Because I Love Jesus
Anda Bertanya, Muallaf Menjawab (Seri Ketigabelas)
TANYA JAWAB SEPUTAR HARI NATAL
Tulisan ini adalah artikel berseri yang secara langsung ditulis oleh Ust. Insan Ls. Mokoginta pakar Kristologi Nasional peraih penghargaan mualaf award, silahkan disebarluaskan demi kemaslahatan umat.
Tedi: Setiap tahun umat Kristiani mengadakan perayaan “Natal Bersama”, apakah Natal Bersama itu berarti memperingati Hari Natal bersama-sama agama lainnya?
Mualaf: Sampai saat ini ada sebagian umat Islam dan Kristen yang beranggapan bahwa “Natal Bersama’ adalah merayakan Hari Natal bersama agama-agama lainnya. Padahal yang dimaksud dengan ‘Natal Bersama’, yaitu merayakan hari Natal bersama-sama dengan sesama sekte-sekte Kristen lainnya, bukan bersama agama Islam!

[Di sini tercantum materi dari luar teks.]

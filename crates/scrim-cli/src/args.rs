//! CLI argument definitions using clap
//!
//! - scrim run --prompt-file agent.md     # Configure and launch an evaluation
//! - scrim results <output>               # Inspect the latest experiment
//! - scrim keys status|setup              # Credential store maintenance
//! - scrim providers / doctor / config    # Utility commands

use clap::{Args, Parser, Subcommand, ValueEnum};
use scrim_core::Provider;
use scrim_core::results::ScoreFilter;
use scrim_core::settings::DEFAULT_SETTINGS_FILE;
use std::path::PathBuf;

#[derive(Parser)]
#[command(name = "scrim")]
#[command(about = "Scrim - configure, launch and inspect agent evaluation sessions")]
#[command(
    long_about = r#"Scrim - configure, launch and inspect agent evaluation sessions

USAGE:
  scrim run --prompt-file agent.md       # Run an evaluation
  scrim run --prompt "..." --dry-run     # Print the run configuration only
  scrim results results/evaluation_...   # Show and filter results
  scrim keys setup                       # Store provider API keys

UTILITY COMMANDS:
  scrim providers                        # List providers and models
  scrim doctor                           # Check the environment
  scrim config init                      # Create a settings file

For detailed help: scrim <command> --help"#
)]
#[command(version)]
pub struct Cli {
    /// Path to the settings file
    #[arg(long, global = true, env = "SCRIM_CONFIG", default_value = DEFAULT_SETTINGS_FILE)]
    pub config_file: PathBuf,

    /// Enable debug logging
    #[arg(long, short, global = true)]
    pub verbose: bool,

    /// Log line format on stderr
    #[arg(long, global = true, value_enum, default_value = "text")]
    pub log_format: LogFormat,

    #[command(subcommand)]
    pub command: Commands,
}

#[derive(Debug, Clone, Copy, PartialEq, Eq, ValueEnum)]
pub enum LogFormat {
    Text,
    Json,
}

#[derive(Subcommand)]
pub enum Commands {
    /// Build a run configuration and launch the simulation engine
    Run(RunArgs),

    /// Show summary and filtered results of the latest experiment
    Results(ResultsArgs),

    /// List selectable providers, their models and required credentials
    Providers {
        /// Print as JSON
        #[arg(long)]
        json: bool,
    },

    /// Inspect or edit the credential store
    Keys {
        #[command(subcommand)]
        action: KeysAction,
    },

    /// Check credentials, settings, directories and the engine program
    Doctor,

    /// Manage the settings file
    Config {
        #[command(subcommand)]
        action: ConfigAction,
    },
}

#[derive(Args)]
pub struct RunArgs {
    /// File holding the agent's system prompt (.txt or .md)
    #[arg(long, conflicts_with = "prompt", required_unless_present = "prompt")]
    pub prompt_file: Option<PathBuf>,

    /// Agent system prompt given inline
    #[arg(long)]
    pub prompt: Option<String>,

    /// LLM provider (openai, azure, anthropic, google)
    #[arg(long)]
    pub provider: Option<Provider>,

    /// Model name, or deployment name for azure
    #[arg(long)]
    pub model: Option<String>,

    /// Number of scenarios to generate (5-200)
    #[arg(long)]
    pub num_samples: Option<u32>,

    /// Cost ceiling in USD (1-50)
    #[arg(long)]
    pub cost_limit: Option<f64>,

    /// Parallel dialog workers (1-10)
    #[arg(long)]
    pub num_workers: Option<u32>,

    /// Lowest scenario difficulty (1-10)
    #[arg(long)]
    pub min_difficulty: Option<u8>,

    /// Highest scenario difficulty (1-10)
    #[arg(long)]
    pub max_difficulty: Option<u8>,

    /// Output directory (default: <results_root>/evaluation_<timestamp>)
    #[arg(long, short)]
    pub output: Option<PathBuf>,

    /// Print the run configuration as YAML and exit
    #[arg(long)]
    pub dry_run: bool,
}

#[derive(Args)]
pub struct ResultsArgs {
    /// Output directory of a previous run
    pub path: PathBuf,

    /// Keep only this outcome (all, success, failure, error)
    #[arg(long, default_value = "all")]
    pub filter: ScoreFilter,

    /// Minimum challenge level (default: lowest present)
    #[arg(long)]
    pub min_challenge: Option<i64>,

    /// Report format
    #[arg(long, default_value = "table", value_parser = ["table", "markdown", "md", "json"])]
    pub format: String,

    /// Write the filtered rows as CSV (default name: evaluation_results_<timestamp>.csv)
    #[arg(long)]
    pub export: Option<Option<PathBuf>>,
}

#[derive(Subcommand, Clone)]
pub enum KeysAction {
    /// Show which providers have their required keys set
    Status,

    /// Enter API keys for a provider
    Setup {
        /// Provider to configure (prompted when omitted)
        #[arg(long)]
        provider: Option<Provider>,
    },
}

#[derive(Subcommand, Clone)]
pub enum ConfigAction {
    /// Display current settings
    Show,

    /// Validate the settings file
    Validate,

    /// Create a settings file with defaults
    Init {
        /// Overwrite existing file
        #[arg(long)]
        force: bool,
    },
}

#[cfg(test)]
mod tests {
    use super::*;

    #[test]
    fn test_run_requires_a_prompt_source() {
        assert!(Cli::try_parse_from(["scrim", "run"]).is_err());
        assert!(
            Cli::try_parse_from(["scrim", "run", "--prompt", "x", "--prompt-file", "a.md"])
                .is_err()
        );
    }

    #[test]
    fn test_run_arguments() {
        let cli = Cli::try_parse_from([
            "scrim",
            "run",
            "--prompt",
            "You are a bank agent",
            "--provider",
            "anthropic",
            "--num-samples",
            "50",
            "--dry-run",
        ])
        .unwrap();

        let Commands::Run(args) = cli.command else {
            panic!("expected run");
        };
        assert_eq!(args.provider, Some(Provider::Anthropic));
        assert_eq!(args.num_samples, Some(50));
        assert!(args.dry_run);
    }

    #[test]
    fn test_results_export_flag() {
        let cli = Cli::try_parse_from(["scrim", "results", "out", "--export"]).unwrap();
        let Commands::Results(args) = cli.command else {
            panic!("expected results");
        };
        assert_eq!(args.export, Some(None));
        assert_eq!(args.filter, ScoreFilter::All);

        let cli = Cli::try_parse_from([
            "scrim", "results", "out", "--filter", "error", "--export", "errs.csv",
        ])
        .unwrap();
        let Commands::Results(args) = cli.command else {
            panic!("expected results");
        };
        assert_eq!(args.filter, ScoreFilter::Error);
        assert_eq!(args.export, Some(Some(PathBuf::from("errs.csv"))));
    }

    #[test]
    fn test_unknown_provider_rejected() {
        assert!(Cli::try_parse_from(["scrim", "keys", "setup", "--provider", "cohere"]).is_err());
    }
}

Tedi: Mengapa tiap tahun Natal Bersama itu selalu mereka adakan?
Mualaf: Perlu kita ketahui bahwa sekte terbanyak di dunia ini berasal dari agama Kristen. Diperkirakan ada ratusan bahkan ribuan sekte Kristen di dunia ini, yang mana satu sama lainnya tidak akur, dan masing-masing mengklaim hanya sektenya yang paling benar. Makanya jangan heran dimana-mana banyak gereja. Nah untuk mempersatukan sesama sekte Kristen tersebut, maka diadakanlah peringatan Natal Bersama, maksudnya Natal bersama-sama dengan sekte Kristen lainnya, bukan bersama agama-agama lain, seperti Islam, dll.
Tedi: Mengapa umat Islam dilarang mengikuti perayaan Natal Bersama?
Mualaf: Kita umat Islam dilarang mengikuti Natal Bersama, sebab perayaan tersebut merupakan upacara ritual khusus bagi pemeluk agama Kristen, dimana mereka mengimani bahwa Yesus adalah Tuhan atau Allah itu sendiri yang dilahirkan ke dunia untuk menjadi Juruselamat penebus dosa manusia. Oleh sebab itu sejak tanggal 07 Maret 1981, Majelis Ulama Indonesia (MUI) mengeluarkan fatwa, haram hukumnya mengikuti peringatan Natal, akan begitu banyak berbenturan dengan ayat-ayat Al-Qur’an, dan pasti akan merusak aqidah kita kaum muslimin. Jika menghadiri Natal Bersama dibolehkan dan tidak akan merusak aqidah, mengapa tidak diadakan; Idul Fitri Bersama, Idul Adha Bersama, Waisak Bersama, Nyepi Bersama, Imlek Bersama, Maulid Nabi Bersama, Isra’ Mi’raj Bersama? Di Australia, Amerika, Eropa yang mayoritas Kristen, tidak pernah kita dengar mereka mendiskusikan perlunya toleransi, untuk menjadikan Idul Fitri & Idul Adha sebagai hari libur nasional negara mereka, tidak pernah!! Tapi di Indonesia mayoritas Islam, semua hari raya keagamaan lainnya, tanggalnya merah & dilibur nasionalkan. Ini menunjukkan dimana mayoritas muslim, pasti terdapat toleransi yang tinggi.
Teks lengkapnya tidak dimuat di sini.